Выводков поторопился достать из узелка просяную лепешку.

— На, пожуй.

Незнакомец расхохотался.

— И мигнуть не успел, а лепешка сама в рот полетела. Эх ты, растяпа. Кто же, по-твоему, Еремей — я или ты? То-то же… Ну, давай-ка еще сыграем в «кто кого».

— Давай, — согласился Никита. — Уж я уважу! Лепешка — что? Ее не жалко. А ты попробуй в карман мой залезь. Там хоть не густо, а и не пусто.

— Да ну? Не пусто в кармане? Что же молчишь! А еще в товарищи набиваешься! Да Воробей сейчас таково зачирикает, уши развесишь, все отдашь — и мало, истинный бог… С какого кармана начать?

— С любого.
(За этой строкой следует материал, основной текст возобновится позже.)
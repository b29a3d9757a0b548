//! Specification types for authoring scenes: canvas size, component definitions and their
//! style pools.
use std::collections::BTreeMap;
use std::fmt;
use std::str::FromStr;

#[cfg(feature = "serde")]
use serde::{Deserialize, Serialize};

use crate::error::{Error, Result};

pub type ComponentId = String;

pub const DEFAULT_OUTPUT_PATH: &str = "output.svg";

/// Candidate values for every randomized visual attribute of a component.
#[cfg_attr(feature = "serde", derive(Serialize, Deserialize))]
#[derive(Clone, Debug, Default, PartialEq)]
pub struct StyleSpec {
    pub fill_options: Vec<String>,
    pub opacity_options: Vec<f64>,
    pub size_options: Vec<f64>,
    pub rotation_options: Vec<f64>,
    /// Stroke colors; only sampled by stroked shapes.
    #[cfg_attr(feature = "serde", serde(default))]
    pub stroke: Vec<String>,
    /// Stroke widths; only sampled by stroked shapes.
    #[cfg_attr(feature = "serde", serde(default))]
    pub stroke_width: Vec<f64>,
}

impl StyleSpec {
    /// Create a style with single-value fill, opacity, size and rotation pools.
    pub fn solid(fill: impl Into<String>, opacity: f64, size: f64, rotation: f64) -> Self {
        Self {
            fill_options: vec![fill.into()],
            opacity_options: vec![opacity],
            size_options: vec![size],
            rotation_options: vec![rotation],
            ..Default::default()
        }
    }

    /// Set the stroke color and stroke width pools.
    pub fn with_stroke(mut self, stroke: Vec<String>, stroke_width: Vec<f64>) -> Self {
        self.stroke = stroke;
        self.stroke_width = stroke_width;
        self
    }
}

/// The closed set of shape types a component can declare.
#[derive(Clone, Copy, Debug, PartialEq, Eq, Hash)]
pub enum ComponentType {
    Circle,
    Rect,
    Ellipse,
    Polygon,
    PolygonGroup,
}

impl ComponentType {
    pub const ALL: [ComponentType; 5] = [
        ComponentType::Circle,
        ComponentType::Rect,
        ComponentType::Ellipse,
        ComponentType::Polygon,
        ComponentType::PolygonGroup,
    ];

    pub fn as_str(self) -> &'static str {
        match self {
            ComponentType::Circle => "Circle",
            ComponentType::Rect => "Rect",
            ComponentType::Ellipse => "Ellipse",
            ComponentType::Polygon => "Polygon",
            ComponentType::PolygonGroup => "PolygonGroup",
        }
    }
}

impl fmt::Display for ComponentType {
    fn fmt(&self, f: &mut fmt::Formatter<'_>) -> fmt::Result {
        f.write_str(self.as_str())
    }
}

impl FromStr for ComponentType {
    type Err = ();

    fn from_str(s: &str) -> std::result::Result<Self, Self::Err> {
        Self::ALL.into_iter().find(|t| t.as_str() == s).ok_or(())
    }
}

/// A named, typed shape definition.
///
/// The type tag is kept as written so that an unrecognized tag is reported by the
/// component factory together with the component id.
#[cfg_attr(feature = "serde", derive(Serialize, Deserialize))]
#[derive(Clone, Debug, PartialEq)]
#[non_exhaustive]
pub struct ComponentSpec {
    pub id: ComponentId,
    #[cfg_attr(feature = "serde", serde(rename = "type"))]
    pub component_type: String,
    pub style: StyleSpec,
    /// Vertex count pool for `Polygon`.
    #[cfg_attr(feature = "serde", serde(default))]
    pub vertex_count: Vec<u32>,
    /// Vertex count pool for `PolygonGroup`.
    #[cfg_attr(feature = "serde", serde(default))]
    pub vertex_count_options: Vec<u32>,
    /// Vertex element modes for `PolygonGroup`; `"circle"` or anything else for polygons.
    #[cfg_attr(feature = "serde", serde(default))]
    pub vertex_elements: Vec<String>,
    /// Whether a `PolygonGroup` outlines its outer ring.
    #[cfg_attr(feature = "serde", serde(default))]
    pub center_elements: Vec<bool>,
}

impl ComponentSpec {
    pub fn new(
        id: impl Into<ComponentId>,
        component_type: impl Into<String>,
        style: StyleSpec,
    ) -> Self {
        Self {
            id: id.into(),
            component_type: component_type.into(),
            style,
            vertex_count: Vec::new(),
            vertex_count_options: Vec::new(),
            vertex_elements: Vec::new(),
            center_elements: Vec::new(),
        }
    }

    /// Create a `Polygon` definition with the given vertex count pool.
    pub fn polygon(id: impl Into<ComponentId>, style: StyleSpec, vertex_count: Vec<u32>) -> Self {
        let mut spec = Self::new(id, ComponentType::Polygon.as_str(), style);
        spec.vertex_count = vertex_count;
        spec
    }

    /// Create a `PolygonGroup` definition with its construction-time pools.
    pub fn polygon_group(
        id: impl Into<ComponentId>,
        style: StyleSpec,
        vertex_count_options: Vec<u32>,
        vertex_elements: Vec<String>,
        center_elements: Vec<bool>,
    ) -> Self {
        let mut spec = Self::new(id, ComponentType::PolygonGroup.as_str(), style);
        spec.vertex_count_options = vertex_count_options;
        spec.vertex_elements = vertex_elements;
        spec.center_elements = center_elements;
        spec
    }
}

/// Pixel dimensions of the canvas, written as `"<width>x<height>"`.
#[derive(Clone, Copy, Debug, PartialEq, Eq)]
pub struct CanvasSize {
    pub width: u32,
    pub height: u32,
}

impl CanvasSize {
    pub fn new(width: u32, height: u32) -> Self {
        Self { width, height }
    }
}

impl fmt::Display for CanvasSize {
    fn fmt(&self, f: &mut fmt::Formatter<'_>) -> fmt::Result {
        write!(f, "{}x{}", self.width, self.height)
    }
}

impl FromStr for CanvasSize {
    type Err = Error;

    fn from_str(s: &str) -> Result<Self> {
        let invalid = || Error::InvalidParameter(format!("canvas size '{s}' is not 'WxH'"));
        let (w, h) = s.trim().split_once('x').ok_or_else(invalid)?;
        let width: u32 = w.trim().parse().map_err(|_| invalid())?;
        let height: u32 = h.trim().parse().map_err(|_| invalid())?;
        if width == 0 || height == 0 {
            return Err(Error::InvalidParameter(format!(
                "canvas size '{s}' must be positive in both dimensions"
            )));
        }
        Ok(Self { width, height })
    }
}

/// A complete scene document: canvas, component definitions and draw order.
#[cfg_attr(feature = "serde", derive(Serialize, Deserialize))]
#[derive(Clone, Debug, Default, PartialEq)]
#[non_exhaustive]
pub struct SceneSpec {
    pub canvas_size: String,
    pub element_defs: BTreeMap<ComponentId, ComponentSpec>,
    pub component_to_draw: Vec<ComponentId>,
    /// Seed for the random source; a fresh seed is drawn when absent.
    #[cfg_attr(feature = "serde", serde(default))]
    pub seed: Option<u64>,
    /// Output file path; defaults to [`DEFAULT_OUTPUT_PATH`].
    #[cfg_attr(feature = "serde", serde(default))]
    pub output: Option<String>,
}

impl SceneSpec {
    pub fn new(canvas_size: impl Into<String>) -> Self {
        Self {
            canvas_size: canvas_size.into(),
            ..Default::default()
        }
    }

    /// Add a component definition keyed by its id.
    pub fn with_component(mut self, spec: ComponentSpec) -> Self {
        self.element_defs.insert(spec.id.clone(), spec);
        self
    }

    /// Append ids to the draw order.
    pub fn with_draw_order<I, S>(mut self, ids: I) -> Self
    where
        I: IntoIterator<Item = S>,
        S: Into<ComponentId>,
    {
        let ids = ids.into_iter().map(Into::into);
        self.component_to_draw.extend(ids);
        self
    }

    pub fn with_seed(mut self, seed: u64) -> Self {
        self.seed = Some(seed);
        self
    }

    /// Parsed canvas dimensions.
    pub fn canvas(&self) -> Result<CanvasSize> {
        self.canvas_size.parse()
    }

    pub fn output_path(&self) -> &str {
        self.output.as_deref().unwrap_or(DEFAULT_OUTPUT_PATH)
    }
}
В одном — вошь на аркане, в другом — блоха на цепи…

Они так усердно угощали друг друга шутками и колючими словечками, что не заметили, как наступил рассвет и довольно четко обозначилась опушка.

— О-о-о-о, да ты вовсе не такой, как я думал! — искренне поразился Никита, разглядев собеседника. — А мне сдавалось, сущий ты комарик — вертлявый да тощенький…

— Комарик, как же! — обиделся незнакомец. — Не комарик, а Воробей. Вот я кто: Воробьем меня кличут. Комарик! Тоже скажет…

Воробей оказался человеком, которому, по-видимому, перевалило за сорок. Был он тучен и кругл — бочонок бочонком, а на бочонке лысая голова.

— А шея? Куда шею девал? — съязвил Выводков. — Ну и пригож! Ребят тобою пугать бы…

— Хо-хо! То-то вот и оно. Сыщи-ка краше. У кого, своячок, голова, а у меня — таган[22]. И ни волоска — что на лике, что на голове… Приметный я. За это за самое, ох, люб я приказным! Ох, и люб же!

Воробей легко вскочил с земли и обежал вокруг Выводкова.

— Знаешь чего? Угадай. Или нет, я сам. Сам загадаю, сам отгадаю. Чик-чирик, стоит боровик. На ножке гнилой — ушат пустой. На ушате таган (это я), насупротив тагана — болван (это ты). Хо-хо!

— И то болван, — согласился со скорбным видом Никита, — коли таган на колоде принял за человечью породу…

— Вот это так здорово! — честно одобрил Воробей. — Давай побратаемся.

— Давай! А теперь — на, пожуй, да пойдем…

Они, закусив лепешкой и луковицей, рядышком отправились в дорогу.

— А не тяжко твоим ножкам этакую бочку носить? — снова подшутил Никита над спутником и шлепнул его по животу.

— Ну ты, потише! — важно подбоченился Воробей и не без хвастовства приподнял тонкую косолапую ногу. — Человек на ногах, бочка на колесах. Тебе зато век пеши ходить, а мне по гроб колесить. — Сказал и покосился на узелок.

— Или снова едун напал? — улыбнулся Никита.

— Уважь, слюной изойду. Недообедал малость.

— На, и больше до вечера не проси. На твою утробу не напасешься…

Идти вдвоем Выводкову было куда веселее. Но, несмотря на то, что оживленная болтовня не прекращалась почти весь день, никто из них почти не обмолвился о себе. Воробей только всего и узнал, что новый знакомый его — рубленник и отправляется на оброчные работы в Москву. А Никита по кое-каким шуточкам и прибауточкам Воробья догадывался, что он гулящий и, должно быть, нечистый на руку человечишко…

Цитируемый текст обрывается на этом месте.